Every time I make the effort toward a book, I end up sitting back in my chair and wondering, "Can I really afford to spend this kind of time on something that will not help me earn a living." I'd already decided long ago not to mix business with pleasure. Still, I so often read fishing books and think "Man, I could set some of these things straight." I've spent so much time figuring out how to convey what happens on the water, in a fishing instructor role, it seems an obvious step. But, I don't know that I want to do that to myself and family -to do it the way I envision it. "OK..." I think, "just write a narrative. Ramble on about trout and catching them." That's where I'm at now; playing with turning my "textbook" into narrative.
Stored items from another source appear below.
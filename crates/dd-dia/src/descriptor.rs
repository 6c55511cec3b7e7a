//! Block descriptors: a spatial index of the tiles a diagonal pattern crosses.
//!
//! The output index space is cut into `TILE_SIZE x TILE_SIZE` tiles on a
//! regular grid. A [`TiledBlockDescriptor`] keeps one [`BlockRecord`] for each
//! tile crossed by at least one stored diagonal, in row-major tile order, so
//! the tiled kernel never visits the (usually vast) empty part of the grid.
//! [`HostBlockDescriptor`] is the empty stand-in used by the sequential
//! kernel, which walks the diagonals directly.

use std::fmt::Debug;
use std::ops::Range;

use log::debug;
use rayon::prelude::*;

use crate::error::{DiaError, Result};
use crate::pattern::DiaPattern;

/// Side length of a tile.
pub const TILE_SIZE: usize = 16;

/// Most diagonals that can cross one tile.
pub const MAX_TILE_DIAGONALS: usize = 2 * TILE_SIZE - 1;

/// Slots reserved per record for local diagonal offsets.
pub const BLOCK_DIAG_CAPACITY: usize = 2 * TILE_SIZE;

/// Marks the end of a record's local offset list.
pub const DIAG_END: i32 = i32::MIN;

/// Interface shared by the descriptor of every execution target.
pub trait BlockDescriptor: Send + Sync + Debug {
    /// Number of stored block records.
    fn len(&self) -> usize;

    fn is_empty(&self) -> bool {
        self.len() == 0
    }
}

/// One tile crossed by at least one stored diagonal.
#[derive(Debug, Clone, Copy, PartialEq, Eq)]
pub struct BlockRecord {
    start_row: usize,
    start_col: usize,
    first_diag: usize,
    diags: [i32; BLOCK_DIAG_CAPACITY],
}

impl BlockRecord {
    /// Row of the tile's upper-left corner.
    pub fn start_row(&self) -> usize {
        self.start_row
    }

    /// Column of the tile's upper-left corner.
    pub fn start_col(&self) -> usize {
        self.start_col
    }

    /// Index in the pattern of the first diagonal crossing this tile.
    ///
    /// Crossing diagonals are consecutive in the pattern, so the `s`-th local
    /// offset belongs to pattern diagonal `first_diag() + s`.
    pub fn first_diag(&self) -> usize {
        self.first_diag
    }

    /// Number of diagonals crossing this tile.
    pub fn len(&self) -> usize {
        self.diags
            .iter()
            .position(|&d| d == DIAG_END)
            .unwrap_or(BLOCK_DIAG_CAPACITY)
    }

    pub fn is_empty(&self) -> bool {
        self.diags[0] == DIAG_END
    }

    /// Local offsets of the crossing diagonals, ascending.
    ///
    /// A local offset is the global offset minus `start_col - start_row`, so
    /// it always lies in `-(TILE_SIZE - 1)..=TILE_SIZE - 1`.
    pub fn diagonals(&self) -> &[i32] {
        &self.diags[..self.len()]
    }

    /// Pattern indices of the crossing diagonals.
    pub fn diagonal_indices(&self) -> Range<usize> {
        self.first_diag..self.first_diag + self.len()
    }
}

/// Descriptor for the sequential target. Holds nothing.
#[derive(Debug, Clone, Copy, Default, PartialEq, Eq)]
pub struct HostBlockDescriptor;

impl HostBlockDescriptor {
    /// Accepts the pattern only so both targets share one construction path.
    pub fn new(_pattern: &DiaPattern) -> Self {
        HostBlockDescriptor
    }
}

impl BlockDescriptor for HostBlockDescriptor {
    /// Always zero; the sequential kernel never consults the descriptor.
    fn len(&self) -> usize {
        0
    }
}

/// Compact index of the tiles crossed by a diagonal pattern.
///
/// Owns its records and a copy of the pattern it was built from; the tiled
/// kernel refuses to run against a matrix whose pattern differs.
#[derive(Debug, Clone, PartialEq, Eq)]
pub struct TiledBlockDescriptor {
    pattern: DiaPattern,
    tile_rows: usize,
    tile_cols: usize,
    records: Vec<BlockRecord>,
}

impl TiledBlockDescriptor {
    /// Build the descriptor, scanning tiles on the current rayon pool.
    ///
    /// Two passes: the first counts crossed tiles so the record array can be
    /// reserved at its exact size, the second fills it. Both keep row-major
    /// tile order, so the result does not depend on scheduling.
    ///
    /// A clipped tile's search window spans at most `MAX_TILE_DIAGONALS`
    /// distinct offsets, so a record never runs out of slots.
    ///
    /// # Errors
    /// `Allocation` if the record array cannot be reserved.
    pub fn build(pattern: &DiaPattern, min_tiles_per_task: usize) -> Result<Self> {
        let grid = TileGrid::new(pattern);
        let n_tiles = grid.len();
        let min_len = min_tiles_per_task.max(1);

        let kept = (0..n_tiles)
            .into_par_iter()
            .with_min_len(min_len)
            .filter(|&t| !grid.span(pattern, t).diags.is_empty())
            .count();

        let mut records = Vec::new();
        records
            .try_reserve_exact(kept)
            .map_err(|_| DiaError::Allocation {
                requested: kept,
                what: "block records",
            })?;
        records.par_extend(
            (0..n_tiles)
                .into_par_iter()
                .with_min_len(min_len)
                .filter_map(|t| grid.span(pattern, t).into_record(pattern)),
        );
        debug_assert_eq!(records.len(), kept);

        debug!(
            "block descriptor for {}: {}x{} tiles, {} crossed",
            pattern, grid.tile_rows, grid.tile_cols, kept
        );

        Ok(TiledBlockDescriptor {
            pattern: pattern.clone(),
            tile_rows: grid.tile_rows,
            tile_cols: grid.tile_cols,
            records,
        })
    }

    /// The block records, in row-major tile order.
    pub fn blocks(&self) -> &[BlockRecord] {
        &self.records
    }

    /// The pattern this descriptor was built from.
    pub fn pattern(&self) -> &DiaPattern {
        &self.pattern
    }

    /// True if this descriptor indexes exactly `pattern`.
    pub fn matches(&self, pattern: &DiaPattern) -> bool {
        self.pattern == *pattern
    }

    /// Tile grid dimensions `(tile_rows, tile_cols)`.
    pub fn grid(&self) -> (usize, usize) {
        (self.tile_rows, self.tile_cols)
    }
}

impl BlockDescriptor for TiledBlockDescriptor {
    fn len(&self) -> usize {
        self.records.len()
    }
}

#[derive(Debug, Clone, Copy)]
struct TileGrid {
    rows: usize,
    cols: usize,
    tile_rows: usize,
    tile_cols: usize,
}

/// A tile and the index range of the pattern diagonals crossing it.
struct TileSpan {
    row: usize,
    col: usize,
    diags: Range<usize>,
}

impl TileGrid {
    fn new(pattern: &DiaPattern) -> Self {
        TileGrid {
            rows: pattern.rows(),
            cols: pattern.cols(),
            tile_rows: pattern.rows().div_ceil(TILE_SIZE),
            tile_cols: pattern.cols().div_ceil(TILE_SIZE),
        }
    }

    fn len(&self) -> usize {
        self.tile_rows * self.tile_cols
    }

    /// Diagonals crossing tile `t` (row-major tile index).
    ///
    /// The tile is clipped to the matrix, so edge tiles only report diagonals
    /// that have an in-bounds position inside them.
    fn span(&self, pattern: &DiaPattern, t: usize) -> TileSpan {
        let row = (t / self.tile_cols) * TILE_SIZE;
        let col = (t % self.tile_cols) * TILE_SIZE;
        let row_end = (row + TILE_SIZE).min(self.rows);
        let col_end = (col + TILE_SIZE).min(self.cols);

        let lo = col as i64 - (row_end as i64 - 1);
        let hi = (col_end as i64 - 1) - row as i64;
        TileSpan {
            row,
            col,
            diags: pattern.offsets_in(lo, hi),
        }
    }
}

impl TileSpan {
    fn into_record(self, pattern: &DiaPattern) -> Option<BlockRecord> {
        if self.diags.is_empty() {
            return None;
        }
        debug_assert!(self.diags.len() <= MAX_TILE_DIAGONALS);
        let base = self.col as i64 - self.row as i64;
        let mut diags = [DIAG_END; BLOCK_DIAG_CAPACITY];
        for (slot, &d) in diags.iter_mut().zip(&pattern.offsets()[self.diags.clone()]) {
            *slot = (d - base) as i32;
        }
        Some(BlockRecord {
            start_row: self.row,
            start_col: self.col,
            first_diag: self.diags.start,
            diags,
        })
    }
}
Anyway, blah, blah, blah... Maybe I will and maybe I'll just go fish.


No, my error. I had to re-type those passages and started from my original. His editing was grammatically fine, but aesthetically lame at times, in my mind. It should have read:
"...one of the largest fly-caught browns I've ever brought to hand" into
"...one of the largest browns I've ever caught on a fly"?

He once changed a title of one of my articles, and for the better. The article was about using down-sized stripping baskets on trout streams, and he called it "Footloose and Tangle Free". When I was told by the business office I was being paid for an article of that title, I blurted out, "That's not my article!" Until the aptness of that title sunk in. "Oh! Perfect!" I said, a bit sheepishly.